* **BRIEF**:
Filter these records by the string "WireLinkTimeoutsBuilder", copying each line that holds it.

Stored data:
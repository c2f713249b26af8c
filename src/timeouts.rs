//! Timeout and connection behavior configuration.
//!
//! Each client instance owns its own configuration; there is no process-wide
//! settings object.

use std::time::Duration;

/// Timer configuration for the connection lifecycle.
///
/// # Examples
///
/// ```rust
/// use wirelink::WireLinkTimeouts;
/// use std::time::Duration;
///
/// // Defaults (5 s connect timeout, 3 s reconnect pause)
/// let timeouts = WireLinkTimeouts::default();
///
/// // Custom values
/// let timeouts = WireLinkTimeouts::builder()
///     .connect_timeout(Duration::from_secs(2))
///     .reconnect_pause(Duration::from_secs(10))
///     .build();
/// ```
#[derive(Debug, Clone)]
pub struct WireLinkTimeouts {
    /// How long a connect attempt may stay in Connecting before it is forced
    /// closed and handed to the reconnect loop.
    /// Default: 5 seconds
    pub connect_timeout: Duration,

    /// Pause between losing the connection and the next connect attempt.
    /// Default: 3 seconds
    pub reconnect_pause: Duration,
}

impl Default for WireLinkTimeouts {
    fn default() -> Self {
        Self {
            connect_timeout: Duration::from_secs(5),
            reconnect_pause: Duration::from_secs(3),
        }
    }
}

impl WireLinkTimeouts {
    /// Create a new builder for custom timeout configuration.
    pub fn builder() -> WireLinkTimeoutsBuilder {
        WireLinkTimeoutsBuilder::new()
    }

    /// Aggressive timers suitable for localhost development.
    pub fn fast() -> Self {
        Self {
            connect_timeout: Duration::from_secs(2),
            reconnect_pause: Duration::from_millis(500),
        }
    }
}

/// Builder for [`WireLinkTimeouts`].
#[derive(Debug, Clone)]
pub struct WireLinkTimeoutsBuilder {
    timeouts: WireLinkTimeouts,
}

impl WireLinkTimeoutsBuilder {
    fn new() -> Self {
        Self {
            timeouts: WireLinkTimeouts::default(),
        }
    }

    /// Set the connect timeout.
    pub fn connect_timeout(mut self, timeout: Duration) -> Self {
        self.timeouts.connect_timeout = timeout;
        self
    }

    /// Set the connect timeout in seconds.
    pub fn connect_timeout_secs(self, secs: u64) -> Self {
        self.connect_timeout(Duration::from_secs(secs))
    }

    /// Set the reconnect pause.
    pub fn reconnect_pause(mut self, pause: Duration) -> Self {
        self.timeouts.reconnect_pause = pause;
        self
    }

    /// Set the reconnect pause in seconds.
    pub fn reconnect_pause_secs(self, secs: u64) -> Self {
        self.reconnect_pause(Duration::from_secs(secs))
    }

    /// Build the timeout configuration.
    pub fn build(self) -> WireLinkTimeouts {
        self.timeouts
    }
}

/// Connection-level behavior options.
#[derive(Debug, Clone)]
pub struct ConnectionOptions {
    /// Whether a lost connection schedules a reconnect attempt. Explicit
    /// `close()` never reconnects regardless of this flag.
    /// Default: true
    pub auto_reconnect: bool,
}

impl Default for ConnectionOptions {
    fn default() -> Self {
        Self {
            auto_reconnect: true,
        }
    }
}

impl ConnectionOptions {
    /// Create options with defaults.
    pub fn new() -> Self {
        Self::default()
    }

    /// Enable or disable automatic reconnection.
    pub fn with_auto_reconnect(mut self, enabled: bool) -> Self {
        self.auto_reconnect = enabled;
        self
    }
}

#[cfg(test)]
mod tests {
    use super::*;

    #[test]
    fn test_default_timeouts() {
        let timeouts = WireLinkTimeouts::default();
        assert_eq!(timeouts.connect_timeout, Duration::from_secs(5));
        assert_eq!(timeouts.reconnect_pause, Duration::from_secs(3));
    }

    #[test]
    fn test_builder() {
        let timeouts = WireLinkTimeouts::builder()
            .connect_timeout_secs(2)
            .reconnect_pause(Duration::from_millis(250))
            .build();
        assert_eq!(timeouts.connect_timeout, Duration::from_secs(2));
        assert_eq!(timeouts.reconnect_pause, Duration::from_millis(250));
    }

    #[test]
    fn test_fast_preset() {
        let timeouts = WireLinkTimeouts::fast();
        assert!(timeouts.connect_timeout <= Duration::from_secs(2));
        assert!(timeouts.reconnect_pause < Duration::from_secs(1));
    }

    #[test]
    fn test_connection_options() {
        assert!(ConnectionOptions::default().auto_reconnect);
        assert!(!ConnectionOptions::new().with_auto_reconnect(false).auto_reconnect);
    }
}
* * *
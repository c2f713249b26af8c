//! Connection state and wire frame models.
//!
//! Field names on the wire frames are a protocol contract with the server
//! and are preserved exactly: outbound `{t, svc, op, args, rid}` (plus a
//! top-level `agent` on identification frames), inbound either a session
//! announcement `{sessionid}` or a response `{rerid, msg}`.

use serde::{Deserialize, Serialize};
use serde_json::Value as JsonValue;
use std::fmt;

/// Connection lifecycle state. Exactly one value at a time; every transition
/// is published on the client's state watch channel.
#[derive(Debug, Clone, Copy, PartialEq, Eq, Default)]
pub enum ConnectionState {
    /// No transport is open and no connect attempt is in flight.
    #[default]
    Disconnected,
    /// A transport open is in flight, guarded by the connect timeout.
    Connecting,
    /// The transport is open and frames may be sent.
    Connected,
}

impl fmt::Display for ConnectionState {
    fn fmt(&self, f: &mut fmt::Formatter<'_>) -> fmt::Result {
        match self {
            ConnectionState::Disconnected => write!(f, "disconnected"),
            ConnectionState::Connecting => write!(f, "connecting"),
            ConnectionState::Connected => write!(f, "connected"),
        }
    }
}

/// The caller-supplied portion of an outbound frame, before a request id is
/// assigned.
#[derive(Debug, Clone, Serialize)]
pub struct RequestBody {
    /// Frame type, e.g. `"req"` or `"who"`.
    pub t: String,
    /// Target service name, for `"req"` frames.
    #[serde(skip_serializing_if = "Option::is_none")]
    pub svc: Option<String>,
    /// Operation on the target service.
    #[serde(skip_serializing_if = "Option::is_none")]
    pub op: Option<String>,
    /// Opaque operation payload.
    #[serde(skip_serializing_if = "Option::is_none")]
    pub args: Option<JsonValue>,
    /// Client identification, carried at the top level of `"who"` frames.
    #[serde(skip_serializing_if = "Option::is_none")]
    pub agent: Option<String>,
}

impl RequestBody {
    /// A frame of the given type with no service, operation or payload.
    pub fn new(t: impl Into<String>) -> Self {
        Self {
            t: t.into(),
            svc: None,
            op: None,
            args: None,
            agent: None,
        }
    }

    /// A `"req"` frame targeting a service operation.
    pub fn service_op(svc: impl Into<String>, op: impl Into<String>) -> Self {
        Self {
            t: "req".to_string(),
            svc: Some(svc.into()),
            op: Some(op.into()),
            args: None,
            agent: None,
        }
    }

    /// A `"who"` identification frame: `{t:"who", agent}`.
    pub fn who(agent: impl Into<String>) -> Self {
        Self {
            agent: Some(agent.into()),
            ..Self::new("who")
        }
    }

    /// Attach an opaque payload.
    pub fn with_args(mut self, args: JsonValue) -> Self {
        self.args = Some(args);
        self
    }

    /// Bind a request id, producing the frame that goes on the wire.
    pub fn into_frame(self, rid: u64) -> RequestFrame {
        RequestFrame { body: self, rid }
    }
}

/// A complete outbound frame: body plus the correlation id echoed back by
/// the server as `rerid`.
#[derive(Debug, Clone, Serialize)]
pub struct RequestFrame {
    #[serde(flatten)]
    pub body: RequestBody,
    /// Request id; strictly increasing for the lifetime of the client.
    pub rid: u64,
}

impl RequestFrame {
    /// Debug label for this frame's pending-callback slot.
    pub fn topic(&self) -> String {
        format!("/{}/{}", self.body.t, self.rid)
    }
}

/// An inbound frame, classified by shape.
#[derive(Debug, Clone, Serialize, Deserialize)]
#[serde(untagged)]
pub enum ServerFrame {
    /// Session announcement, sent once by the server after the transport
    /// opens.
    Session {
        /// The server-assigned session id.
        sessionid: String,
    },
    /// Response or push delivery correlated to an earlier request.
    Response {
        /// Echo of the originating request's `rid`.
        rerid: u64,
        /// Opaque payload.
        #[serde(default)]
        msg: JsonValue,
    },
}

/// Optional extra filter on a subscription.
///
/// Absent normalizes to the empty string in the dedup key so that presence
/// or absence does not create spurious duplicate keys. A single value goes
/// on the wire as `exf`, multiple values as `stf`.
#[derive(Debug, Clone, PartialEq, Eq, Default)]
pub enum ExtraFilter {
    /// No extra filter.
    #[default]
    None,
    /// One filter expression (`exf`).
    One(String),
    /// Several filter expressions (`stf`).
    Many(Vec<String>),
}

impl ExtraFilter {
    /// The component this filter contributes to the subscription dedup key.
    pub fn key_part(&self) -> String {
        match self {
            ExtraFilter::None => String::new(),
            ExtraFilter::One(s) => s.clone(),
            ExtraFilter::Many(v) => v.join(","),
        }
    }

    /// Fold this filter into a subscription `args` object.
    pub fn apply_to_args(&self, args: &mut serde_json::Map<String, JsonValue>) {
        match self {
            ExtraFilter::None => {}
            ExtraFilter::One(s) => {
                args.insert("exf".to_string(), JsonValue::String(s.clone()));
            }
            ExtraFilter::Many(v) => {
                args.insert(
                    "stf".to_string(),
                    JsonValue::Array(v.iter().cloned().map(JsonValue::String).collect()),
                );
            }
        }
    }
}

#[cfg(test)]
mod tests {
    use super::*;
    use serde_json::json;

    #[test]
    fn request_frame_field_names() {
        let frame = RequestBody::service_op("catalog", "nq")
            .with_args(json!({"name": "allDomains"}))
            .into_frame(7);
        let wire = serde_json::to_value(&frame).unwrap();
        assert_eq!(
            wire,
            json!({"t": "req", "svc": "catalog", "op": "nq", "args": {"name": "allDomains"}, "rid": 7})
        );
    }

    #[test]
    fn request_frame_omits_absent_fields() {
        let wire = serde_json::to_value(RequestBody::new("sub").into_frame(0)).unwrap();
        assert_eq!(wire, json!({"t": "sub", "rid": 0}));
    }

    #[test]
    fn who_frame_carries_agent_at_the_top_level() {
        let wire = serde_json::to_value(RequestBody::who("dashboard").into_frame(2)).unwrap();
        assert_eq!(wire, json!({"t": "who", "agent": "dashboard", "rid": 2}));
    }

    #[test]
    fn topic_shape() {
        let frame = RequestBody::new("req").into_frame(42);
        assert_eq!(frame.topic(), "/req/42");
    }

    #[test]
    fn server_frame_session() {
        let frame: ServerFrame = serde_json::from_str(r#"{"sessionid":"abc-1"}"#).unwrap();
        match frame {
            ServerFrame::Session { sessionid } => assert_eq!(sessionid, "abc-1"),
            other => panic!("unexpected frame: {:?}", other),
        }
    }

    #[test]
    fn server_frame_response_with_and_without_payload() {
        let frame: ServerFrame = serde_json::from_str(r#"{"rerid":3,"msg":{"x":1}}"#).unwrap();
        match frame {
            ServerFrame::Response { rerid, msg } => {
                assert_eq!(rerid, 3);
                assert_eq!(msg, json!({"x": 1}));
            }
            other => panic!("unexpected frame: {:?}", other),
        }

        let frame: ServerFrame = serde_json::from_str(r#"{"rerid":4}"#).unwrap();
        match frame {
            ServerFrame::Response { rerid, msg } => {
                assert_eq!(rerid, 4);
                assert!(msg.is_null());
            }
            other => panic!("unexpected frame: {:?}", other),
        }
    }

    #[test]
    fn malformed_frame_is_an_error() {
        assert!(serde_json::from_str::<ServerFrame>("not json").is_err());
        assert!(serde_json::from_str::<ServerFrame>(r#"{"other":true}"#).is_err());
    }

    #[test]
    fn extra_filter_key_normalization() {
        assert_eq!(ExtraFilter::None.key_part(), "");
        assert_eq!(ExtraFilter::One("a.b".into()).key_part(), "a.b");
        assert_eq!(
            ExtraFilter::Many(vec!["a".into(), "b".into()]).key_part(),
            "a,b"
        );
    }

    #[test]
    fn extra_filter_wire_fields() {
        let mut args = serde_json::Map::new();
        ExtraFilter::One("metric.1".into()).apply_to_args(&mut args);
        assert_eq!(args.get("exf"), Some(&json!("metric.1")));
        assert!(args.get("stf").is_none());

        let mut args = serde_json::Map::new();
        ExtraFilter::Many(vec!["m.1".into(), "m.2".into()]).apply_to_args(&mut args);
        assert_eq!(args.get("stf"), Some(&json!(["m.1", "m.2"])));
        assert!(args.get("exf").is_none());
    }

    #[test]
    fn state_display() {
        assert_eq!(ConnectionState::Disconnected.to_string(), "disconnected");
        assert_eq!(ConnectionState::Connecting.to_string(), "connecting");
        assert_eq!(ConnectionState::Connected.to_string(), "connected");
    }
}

* **SOLUTION**:
    pub fn builder() -> WireLinkTimeoutsBuilder {
        WireLinkTimeoutsBuilder::new()
pub struct WireLinkTimeoutsBuilder {
impl WireLinkTimeoutsBuilder {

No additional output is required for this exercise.